Prompt
Show every line below where "fired" appears.

[The data — start]

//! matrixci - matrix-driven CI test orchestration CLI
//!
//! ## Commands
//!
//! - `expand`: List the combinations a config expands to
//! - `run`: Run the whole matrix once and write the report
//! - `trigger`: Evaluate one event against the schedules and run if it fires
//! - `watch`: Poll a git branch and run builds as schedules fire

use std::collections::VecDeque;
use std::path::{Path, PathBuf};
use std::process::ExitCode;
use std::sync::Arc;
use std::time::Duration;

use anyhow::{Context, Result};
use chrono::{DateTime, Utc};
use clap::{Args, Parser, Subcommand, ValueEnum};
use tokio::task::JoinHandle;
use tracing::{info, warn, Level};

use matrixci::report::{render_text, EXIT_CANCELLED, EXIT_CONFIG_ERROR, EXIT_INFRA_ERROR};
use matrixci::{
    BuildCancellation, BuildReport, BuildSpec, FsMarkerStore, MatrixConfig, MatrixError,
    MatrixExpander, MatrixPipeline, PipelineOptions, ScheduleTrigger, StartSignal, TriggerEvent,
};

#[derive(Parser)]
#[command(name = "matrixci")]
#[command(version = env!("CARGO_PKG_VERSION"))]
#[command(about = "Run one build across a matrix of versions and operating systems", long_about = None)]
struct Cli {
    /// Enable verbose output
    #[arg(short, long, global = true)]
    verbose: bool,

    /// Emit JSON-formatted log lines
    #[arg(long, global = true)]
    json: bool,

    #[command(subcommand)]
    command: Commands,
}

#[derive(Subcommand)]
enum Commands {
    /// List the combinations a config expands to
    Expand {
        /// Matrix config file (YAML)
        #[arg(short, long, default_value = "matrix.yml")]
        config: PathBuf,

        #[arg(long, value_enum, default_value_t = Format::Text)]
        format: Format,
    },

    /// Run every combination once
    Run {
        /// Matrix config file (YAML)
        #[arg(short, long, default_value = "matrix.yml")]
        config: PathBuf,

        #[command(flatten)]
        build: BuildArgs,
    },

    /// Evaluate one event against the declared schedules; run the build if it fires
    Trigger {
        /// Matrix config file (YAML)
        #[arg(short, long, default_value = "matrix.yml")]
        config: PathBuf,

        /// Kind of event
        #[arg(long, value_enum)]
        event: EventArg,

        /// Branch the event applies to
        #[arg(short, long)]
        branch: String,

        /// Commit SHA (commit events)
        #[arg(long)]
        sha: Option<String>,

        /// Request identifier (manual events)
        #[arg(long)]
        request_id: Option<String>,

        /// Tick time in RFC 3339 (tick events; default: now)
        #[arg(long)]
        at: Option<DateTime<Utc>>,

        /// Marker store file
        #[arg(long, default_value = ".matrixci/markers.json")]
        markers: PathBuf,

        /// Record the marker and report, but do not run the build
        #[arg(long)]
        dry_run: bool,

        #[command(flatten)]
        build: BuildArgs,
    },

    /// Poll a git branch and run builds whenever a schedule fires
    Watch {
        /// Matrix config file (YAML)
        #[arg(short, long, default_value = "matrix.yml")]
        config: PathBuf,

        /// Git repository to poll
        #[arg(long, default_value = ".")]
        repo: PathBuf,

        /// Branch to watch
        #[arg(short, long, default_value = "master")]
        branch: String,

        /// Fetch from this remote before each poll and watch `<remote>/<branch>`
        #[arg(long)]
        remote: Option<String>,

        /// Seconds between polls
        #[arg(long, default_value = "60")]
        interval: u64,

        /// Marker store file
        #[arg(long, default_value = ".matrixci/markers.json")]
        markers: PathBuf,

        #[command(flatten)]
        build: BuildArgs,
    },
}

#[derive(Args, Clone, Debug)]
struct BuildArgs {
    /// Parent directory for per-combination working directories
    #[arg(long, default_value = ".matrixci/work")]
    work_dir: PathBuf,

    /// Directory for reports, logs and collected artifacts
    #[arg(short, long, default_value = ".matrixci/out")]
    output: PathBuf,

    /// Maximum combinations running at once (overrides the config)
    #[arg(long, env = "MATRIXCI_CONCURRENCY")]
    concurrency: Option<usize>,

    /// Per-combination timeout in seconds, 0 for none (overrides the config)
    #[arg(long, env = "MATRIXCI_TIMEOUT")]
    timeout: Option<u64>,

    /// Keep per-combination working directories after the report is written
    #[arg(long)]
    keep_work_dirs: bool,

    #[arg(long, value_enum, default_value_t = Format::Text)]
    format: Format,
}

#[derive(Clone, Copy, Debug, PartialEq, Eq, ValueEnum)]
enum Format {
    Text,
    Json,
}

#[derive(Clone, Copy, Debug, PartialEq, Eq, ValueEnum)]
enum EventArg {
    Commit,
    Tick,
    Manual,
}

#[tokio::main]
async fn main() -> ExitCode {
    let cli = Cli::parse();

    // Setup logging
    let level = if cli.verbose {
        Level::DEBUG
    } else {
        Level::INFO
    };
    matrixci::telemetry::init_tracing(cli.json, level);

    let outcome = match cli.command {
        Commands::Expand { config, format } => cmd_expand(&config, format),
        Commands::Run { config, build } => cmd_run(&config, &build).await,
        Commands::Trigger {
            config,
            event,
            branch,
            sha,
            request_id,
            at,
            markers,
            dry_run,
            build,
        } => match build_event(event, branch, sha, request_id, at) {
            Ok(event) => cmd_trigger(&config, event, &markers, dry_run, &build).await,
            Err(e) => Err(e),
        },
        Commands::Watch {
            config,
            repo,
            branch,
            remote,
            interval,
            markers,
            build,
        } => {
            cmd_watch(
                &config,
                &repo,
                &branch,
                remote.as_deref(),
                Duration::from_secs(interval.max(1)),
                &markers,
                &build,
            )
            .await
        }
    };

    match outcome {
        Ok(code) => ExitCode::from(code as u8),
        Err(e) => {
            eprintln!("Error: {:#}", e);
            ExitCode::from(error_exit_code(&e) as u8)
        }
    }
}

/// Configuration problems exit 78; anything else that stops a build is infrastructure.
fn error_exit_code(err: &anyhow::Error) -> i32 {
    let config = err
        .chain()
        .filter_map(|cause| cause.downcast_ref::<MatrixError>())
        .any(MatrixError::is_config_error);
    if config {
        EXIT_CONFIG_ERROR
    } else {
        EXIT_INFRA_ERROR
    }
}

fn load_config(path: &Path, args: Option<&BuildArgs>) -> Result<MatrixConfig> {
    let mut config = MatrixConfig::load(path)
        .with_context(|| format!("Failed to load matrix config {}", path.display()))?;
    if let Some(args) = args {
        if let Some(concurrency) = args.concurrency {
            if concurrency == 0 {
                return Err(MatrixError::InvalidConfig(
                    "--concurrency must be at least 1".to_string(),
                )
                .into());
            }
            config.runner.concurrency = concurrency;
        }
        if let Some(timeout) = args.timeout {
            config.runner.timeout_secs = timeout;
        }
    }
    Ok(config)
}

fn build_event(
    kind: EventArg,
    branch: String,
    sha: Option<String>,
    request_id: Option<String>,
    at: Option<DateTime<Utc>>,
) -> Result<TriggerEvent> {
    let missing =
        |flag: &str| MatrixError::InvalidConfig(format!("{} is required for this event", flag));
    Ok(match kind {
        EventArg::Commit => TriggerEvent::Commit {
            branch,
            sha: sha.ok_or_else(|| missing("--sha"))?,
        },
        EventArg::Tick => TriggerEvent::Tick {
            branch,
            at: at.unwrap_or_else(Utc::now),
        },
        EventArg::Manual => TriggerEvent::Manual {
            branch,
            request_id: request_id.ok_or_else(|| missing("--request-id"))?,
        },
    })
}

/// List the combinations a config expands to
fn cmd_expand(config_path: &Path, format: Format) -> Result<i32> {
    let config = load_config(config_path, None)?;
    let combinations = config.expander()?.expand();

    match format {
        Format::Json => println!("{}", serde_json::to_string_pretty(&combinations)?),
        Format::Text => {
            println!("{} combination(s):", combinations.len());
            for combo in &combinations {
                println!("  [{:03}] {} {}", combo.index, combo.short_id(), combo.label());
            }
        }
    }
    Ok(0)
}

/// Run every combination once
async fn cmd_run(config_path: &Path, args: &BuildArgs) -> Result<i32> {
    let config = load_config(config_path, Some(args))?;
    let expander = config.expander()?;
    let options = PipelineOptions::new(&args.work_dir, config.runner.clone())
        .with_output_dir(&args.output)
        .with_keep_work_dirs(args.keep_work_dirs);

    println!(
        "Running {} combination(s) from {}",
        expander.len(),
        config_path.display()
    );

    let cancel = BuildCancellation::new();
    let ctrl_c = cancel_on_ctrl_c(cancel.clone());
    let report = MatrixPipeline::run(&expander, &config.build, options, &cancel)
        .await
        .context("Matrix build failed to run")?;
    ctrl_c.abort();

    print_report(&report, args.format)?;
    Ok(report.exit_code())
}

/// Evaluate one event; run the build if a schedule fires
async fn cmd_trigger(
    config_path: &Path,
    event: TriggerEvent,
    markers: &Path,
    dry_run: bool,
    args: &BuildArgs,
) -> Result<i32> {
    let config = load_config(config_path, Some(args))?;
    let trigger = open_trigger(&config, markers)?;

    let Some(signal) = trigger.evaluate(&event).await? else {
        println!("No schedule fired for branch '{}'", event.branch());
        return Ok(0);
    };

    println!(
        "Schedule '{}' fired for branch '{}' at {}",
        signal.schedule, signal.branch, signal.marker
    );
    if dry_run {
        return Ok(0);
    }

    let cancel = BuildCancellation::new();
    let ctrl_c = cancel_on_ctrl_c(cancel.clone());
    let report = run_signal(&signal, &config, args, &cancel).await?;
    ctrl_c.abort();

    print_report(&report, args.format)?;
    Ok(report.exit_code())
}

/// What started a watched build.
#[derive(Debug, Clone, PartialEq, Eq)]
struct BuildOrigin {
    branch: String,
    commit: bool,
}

[The data — finish]
[The data — start]

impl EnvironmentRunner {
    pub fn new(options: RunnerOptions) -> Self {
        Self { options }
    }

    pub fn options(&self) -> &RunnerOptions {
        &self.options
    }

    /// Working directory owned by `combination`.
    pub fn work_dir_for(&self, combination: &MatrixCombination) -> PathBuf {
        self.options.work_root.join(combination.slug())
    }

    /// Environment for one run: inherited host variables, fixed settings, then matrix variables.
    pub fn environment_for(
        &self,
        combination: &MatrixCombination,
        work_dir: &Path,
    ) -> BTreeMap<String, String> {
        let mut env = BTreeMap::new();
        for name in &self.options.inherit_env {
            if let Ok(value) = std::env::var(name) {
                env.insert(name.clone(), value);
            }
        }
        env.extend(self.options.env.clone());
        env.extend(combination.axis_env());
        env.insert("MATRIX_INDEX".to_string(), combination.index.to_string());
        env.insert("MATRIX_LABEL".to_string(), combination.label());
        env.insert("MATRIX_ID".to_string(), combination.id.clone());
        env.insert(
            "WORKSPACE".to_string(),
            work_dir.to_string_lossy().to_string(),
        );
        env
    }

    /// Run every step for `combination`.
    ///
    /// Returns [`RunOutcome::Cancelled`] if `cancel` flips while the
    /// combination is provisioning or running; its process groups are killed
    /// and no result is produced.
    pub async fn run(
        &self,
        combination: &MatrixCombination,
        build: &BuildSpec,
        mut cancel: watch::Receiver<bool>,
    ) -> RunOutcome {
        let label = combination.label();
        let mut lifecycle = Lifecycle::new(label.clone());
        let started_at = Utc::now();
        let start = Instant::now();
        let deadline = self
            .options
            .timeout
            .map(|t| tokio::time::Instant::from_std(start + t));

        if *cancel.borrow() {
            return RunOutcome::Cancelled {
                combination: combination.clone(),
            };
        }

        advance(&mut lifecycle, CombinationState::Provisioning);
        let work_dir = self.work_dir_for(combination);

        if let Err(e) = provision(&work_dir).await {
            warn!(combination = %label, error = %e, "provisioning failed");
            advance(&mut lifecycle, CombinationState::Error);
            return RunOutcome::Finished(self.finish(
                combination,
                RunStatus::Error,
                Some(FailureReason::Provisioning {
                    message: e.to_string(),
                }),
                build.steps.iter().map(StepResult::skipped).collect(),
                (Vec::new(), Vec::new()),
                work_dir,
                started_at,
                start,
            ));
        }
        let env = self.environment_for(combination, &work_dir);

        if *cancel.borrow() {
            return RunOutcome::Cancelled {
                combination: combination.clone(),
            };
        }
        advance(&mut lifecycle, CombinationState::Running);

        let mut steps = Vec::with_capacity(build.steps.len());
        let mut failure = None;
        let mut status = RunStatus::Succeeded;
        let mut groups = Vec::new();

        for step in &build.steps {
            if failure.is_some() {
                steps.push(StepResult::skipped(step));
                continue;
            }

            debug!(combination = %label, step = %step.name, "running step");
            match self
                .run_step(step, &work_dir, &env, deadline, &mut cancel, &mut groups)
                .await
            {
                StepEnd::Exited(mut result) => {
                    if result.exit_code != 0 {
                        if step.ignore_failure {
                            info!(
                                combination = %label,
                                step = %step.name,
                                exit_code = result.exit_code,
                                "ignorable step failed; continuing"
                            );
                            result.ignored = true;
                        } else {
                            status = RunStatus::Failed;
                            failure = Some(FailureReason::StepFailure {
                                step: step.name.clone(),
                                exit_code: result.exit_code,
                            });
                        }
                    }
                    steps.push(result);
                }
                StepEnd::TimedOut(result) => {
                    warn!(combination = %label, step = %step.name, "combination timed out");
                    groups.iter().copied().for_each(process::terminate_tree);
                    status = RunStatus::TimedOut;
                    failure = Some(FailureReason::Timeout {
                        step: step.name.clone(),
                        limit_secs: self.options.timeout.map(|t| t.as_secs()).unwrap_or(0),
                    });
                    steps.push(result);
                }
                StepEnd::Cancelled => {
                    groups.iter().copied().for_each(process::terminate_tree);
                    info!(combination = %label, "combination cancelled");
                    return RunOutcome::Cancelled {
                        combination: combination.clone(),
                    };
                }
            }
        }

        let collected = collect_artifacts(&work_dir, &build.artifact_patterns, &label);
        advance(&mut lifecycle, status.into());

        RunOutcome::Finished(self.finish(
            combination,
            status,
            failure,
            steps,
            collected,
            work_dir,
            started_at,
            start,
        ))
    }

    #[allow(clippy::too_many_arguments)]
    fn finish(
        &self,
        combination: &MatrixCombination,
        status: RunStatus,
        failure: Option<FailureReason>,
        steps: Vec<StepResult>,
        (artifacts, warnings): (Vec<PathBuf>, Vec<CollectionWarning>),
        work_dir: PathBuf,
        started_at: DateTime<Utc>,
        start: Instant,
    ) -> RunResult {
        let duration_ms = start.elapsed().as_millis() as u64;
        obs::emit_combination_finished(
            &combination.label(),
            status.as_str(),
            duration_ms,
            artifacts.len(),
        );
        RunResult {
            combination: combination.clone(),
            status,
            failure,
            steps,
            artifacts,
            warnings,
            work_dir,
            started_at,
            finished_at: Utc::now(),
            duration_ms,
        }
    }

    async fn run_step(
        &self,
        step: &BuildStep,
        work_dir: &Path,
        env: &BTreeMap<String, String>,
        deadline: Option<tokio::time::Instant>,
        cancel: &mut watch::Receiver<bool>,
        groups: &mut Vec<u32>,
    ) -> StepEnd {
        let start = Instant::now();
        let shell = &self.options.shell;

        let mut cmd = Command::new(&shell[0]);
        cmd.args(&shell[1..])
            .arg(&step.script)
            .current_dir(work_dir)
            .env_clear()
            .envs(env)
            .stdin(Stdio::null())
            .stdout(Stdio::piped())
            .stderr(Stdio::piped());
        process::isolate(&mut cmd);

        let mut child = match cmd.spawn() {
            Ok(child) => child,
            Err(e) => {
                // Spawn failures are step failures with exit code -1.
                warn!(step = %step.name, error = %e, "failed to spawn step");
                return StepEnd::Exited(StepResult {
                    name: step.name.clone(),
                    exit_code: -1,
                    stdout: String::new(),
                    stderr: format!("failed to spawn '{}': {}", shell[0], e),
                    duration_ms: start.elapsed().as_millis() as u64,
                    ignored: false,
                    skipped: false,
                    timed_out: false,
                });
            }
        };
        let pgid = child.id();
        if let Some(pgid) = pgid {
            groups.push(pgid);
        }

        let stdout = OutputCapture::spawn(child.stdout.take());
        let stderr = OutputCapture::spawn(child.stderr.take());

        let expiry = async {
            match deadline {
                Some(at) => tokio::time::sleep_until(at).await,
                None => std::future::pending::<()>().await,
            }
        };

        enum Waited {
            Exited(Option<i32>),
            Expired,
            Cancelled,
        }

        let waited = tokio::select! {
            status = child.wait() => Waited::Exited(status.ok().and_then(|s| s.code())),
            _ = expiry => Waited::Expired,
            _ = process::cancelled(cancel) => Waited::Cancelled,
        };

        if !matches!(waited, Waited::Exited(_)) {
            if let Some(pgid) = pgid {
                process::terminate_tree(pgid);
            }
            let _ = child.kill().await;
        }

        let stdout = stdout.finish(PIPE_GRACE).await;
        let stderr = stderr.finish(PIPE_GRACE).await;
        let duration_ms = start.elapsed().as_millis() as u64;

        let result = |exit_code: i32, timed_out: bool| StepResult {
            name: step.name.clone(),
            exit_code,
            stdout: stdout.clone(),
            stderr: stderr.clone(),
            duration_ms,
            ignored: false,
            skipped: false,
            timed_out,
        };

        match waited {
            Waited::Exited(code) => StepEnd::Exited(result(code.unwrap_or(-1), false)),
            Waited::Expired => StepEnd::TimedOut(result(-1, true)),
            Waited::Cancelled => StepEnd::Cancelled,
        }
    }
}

[The data — finish]

Result of the exercise
        println!("No schedule fired for branch '{}'", event.branch());
        "Schedule '{}' fired for branch '{}' at {}",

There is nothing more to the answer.